Amid reports of terrorist mastery of online tools and social media to spread propaganda and recruit followers, Arizona State University (ASU) was awarded the highly competitive Department of Defense (DoD) Minerva grant to research what makes certain information “go viral” in an effort to determine how the online actions of terrorists can be negated.
The Minerva Initiative is a DoD-sponsored, university-based social-science research initiative launched by the Secretary of Defense in 2008. It focuses on areas of strategic importance to US national security. This is the second time ASU has been chosen for a Minerva award.
ASU will use the grant to develop a new logic-based framework to better understand the mindset and motivations of extremist groups. This project will pay special attention to Southeast Asia, West Africa, Western Europe and the Middle East.
In turn, researchers hope to use this information to assist intelligence officials in predicting how conversations are tied to actual threats. From this point, new methods can be created to counter terrorist messaging strategies.
“The types of communication that move people to act in real communities also moves people in virtual communities,” noted project investigator Paulo Shakarian, assistant professor in the School of Computing, Informatics and Decision Systems Engineering and director of the Cyber-Socio Intelligent System Lab. “It can start with a rumor or reaction to an event, it can spread via word of mouth, or by Twitter or Facebook.”
Widespread terrorist use of social media to spread propaganda and seduce new members has proven the importance of developing a counter narrative. Earlier this month, the House Committee on Homeland Security held a hearing to examine the role of the Internet and social media in spreading propaganda, recruiting followers, and directing jihadist-inspired attacks targeting the homeland.
The committee determined that the US needs to improve its counterterrorism efforts in response to ISIS’ relentless social media campaign, which has allowed jihadists to infiltrate every nook and cranny of the globe.
“The proliferation of jihadist propaganda online has established a new front in our battle against Islamist extremists,” said committee chairman Michael McCaul (R-Texas). “We are no longer hunting terrorists living in caves who only communicate through couriers. We are facing an enemy whose messages and calls to violence are posted and promoted in real-time.”

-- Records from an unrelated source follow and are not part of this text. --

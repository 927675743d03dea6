//! Read-only view of the engine handed to UI collaborators

use crate::error::PlaybackError;
use juke_core::{PlaybackState, ProviderName};

/// What a UI renders from
#[derive(Debug, Clone, PartialEq, Eq)]
pub struct PlaybackSnapshot {
    /// Current mirror of the remote session
    pub state: Option<PlaybackState>,

    /// Provider the next control call will target
    pub provider: ProviderName,

    /// Last surfaced error
    pub error: Option<PlaybackError>,

    /// A user-blocking control call is in flight
    pub is_busy: bool,

    /// An authenticated session exists
    pub can_control: bool,
}

impl PlaybackSnapshot {
    pub(crate) fn empty(provider: ProviderName) -> Self {
        Self {
            state: None,
            provider,
            error: None,
            is_busy: false,
            can_control: false,
        }
    }

    pub fn is_playing(&self) -> bool {
        self.state.as_ref().is_some_and(|s| s.is_playing)
    }

    /// URI of the loaded track
    pub fn active_track_uri(&self) -> Option<String> {
        self.state.as_ref().and_then(PlaybackState::track_uri)
    }

    pub fn progress_ms(&self) -> u64 {
        self.state.as_ref().map_or(0, |s| s.progress_ms)
    }

    /// Known, non-zero duration of the loaded track
    pub fn duration_ms(&self) -> Option<u64> {
        self.state.as_ref().and_then(PlaybackState::duration_ms)
    }

    pub fn has_track(&self) -> bool {
        self.state.as_ref().is_some_and(|s| s.track.is_some())
    }
}
/// Collaborator contracts consumed by the playback engine
use crate::error::Result;
use crate::types::{ControlRequest, PlaybackState, ProviderName};
use async_trait::async_trait;

/// Remote playback control gateway
///
/// One async call per control verb. Every call either returns a snapshot of the
/// provider's playback session or fails with a classified `GatewayError`.
///
/// `Ok(None)` is not an error: it means the provider confirmed that nothing is
/// playing (no active device or session).
///
/// Implementations normalize whatever wire shape they receive into
/// `PlaybackState` before returning, so callers never see provider-specific
/// field names.
#[cfg_attr(any(test, feature = "mocks"), mockall::automock)]
#[async_trait]
pub trait RemoteControlGateway: Send + Sync {
    /// Fetch the current playback state for `provider`
    ///
    /// # Errors
    /// Returns an error on transport failure or a non-success response
    async fn fetch_state(
        &self,
        auth_token: &str,
        provider: &ProviderName,
    ) -> Result<Option<PlaybackState>>;

    /// Start playback of a track or a context
    async fn play(&self, auth_token: &str, request: &ControlRequest)
        -> Result<Option<PlaybackState>>;

    /// Pause playback
    async fn pause(
        &self,
        auth_token: &str,
        request: &ControlRequest,
    ) -> Result<Option<PlaybackState>>;

    /// Skip to the next item
    async fn next(&self, auth_token: &str, request: &ControlRequest)
        -> Result<Option<PlaybackState>>;

    /// Go back to the previous item
    async fn previous(
        &self,
        auth_token: &str,
        request: &ControlRequest,
    ) -> Result<Option<PlaybackState>>;

    /// Seek within the current item
    async fn seek(&self, auth_token: &str, request: &ControlRequest)
        -> Result<Option<PlaybackState>>;
}

/// Session token source
///
/// The engine never reads ambient credentials. Whoever owns sign-in hands it an
/// implementation of this trait instead.
pub trait SessionSource: Send + Sync {
    /// Current auth token, if signed in
    fn auth_token(&self) -> Option<String>;

    /// Whether a session exists
    fn is_authenticated(&self) -> bool {
        self.auth_token().is_some()
    }
}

Consequently, ASU isexamining how those looking to counter the violent ideology of groups like the Islamic State can monitor and analyze terrorist conversations to determine what is a significant danger and to then diffuse the extremist ideology.
“It is impossible to monitor all of the conversations, so we have to get better at identifying the ones to which we should be paying attention,” said Shakarian. “This requires embedding psycho-social models in a logic programming framework that can gather and analyze social networks, specific attributes of individuals and their relationships to others.”
The project team includes experts in the social sciences and computer engineering from ASU, the United States Military Academy at West Point and Exeter University in the United Kingdom. The team will study information cascades, which can “indicate short-term rumors, fads, or can point to longer-term social movements,” according to Hasan Davulcu, associate professor in the Ira A. Fulton Schools of Engineering and director of ASU’s Cognitive Information Processing Systems Lab.
Specifically, the project aims to develop algorithms and tools to detect groups experiencing highest rates-of-change, characterize the types of change and identify their key drivers.
“This new project is a transdisciplinary approach to identify core features and underlying mechanisms of information cascades, in which tens and in some cases hundreds of thousands of individuals participate to spread information and opinions across the globe,” Davulcu said.
Project investigators, working alongside cultural consultants, will examine the behaviors of online communities in order to better understand how they interact, their key symbols, who they promote, and their ideological orientations. The team will also use online surveys, media studies, interviews, and meetings with local experts to determine extremist tendencies and personality types.
“We can’t rely on computer science, alone,” Davulcu said. “There are moments in time when key issues get identified. In Egypt, for example, prior to the 2011 revolution the Kefaya [meaning ‘enough’] movement opposing the political corruption and stagnation of Hosni Mubarak’s regime and its cruelty, coercion and disregard for human rights, drew its support from across Egypt’s political spectrum – bringing together diverse groups. These types of movements can work for and against stability depending on the violent or non-violent paths they take.”
ASU’s Minerva grant is situated in its Center for the Study of Religion and Conflict, which incubates new research into the complex role of religion in human affairs. The center alsoled ASU’s initial Minerva project.
“The transdisciplinary environment of ASU has really enabled us to bring together faculty in innovative ways,” said Linell Cady, center director. “The fact that we have developed two successful Minerva projects is a real testament to the way in which integrating the deep knowledge of the humanities with cutting edge computer science can product a whole much greater than the sum of its parts.”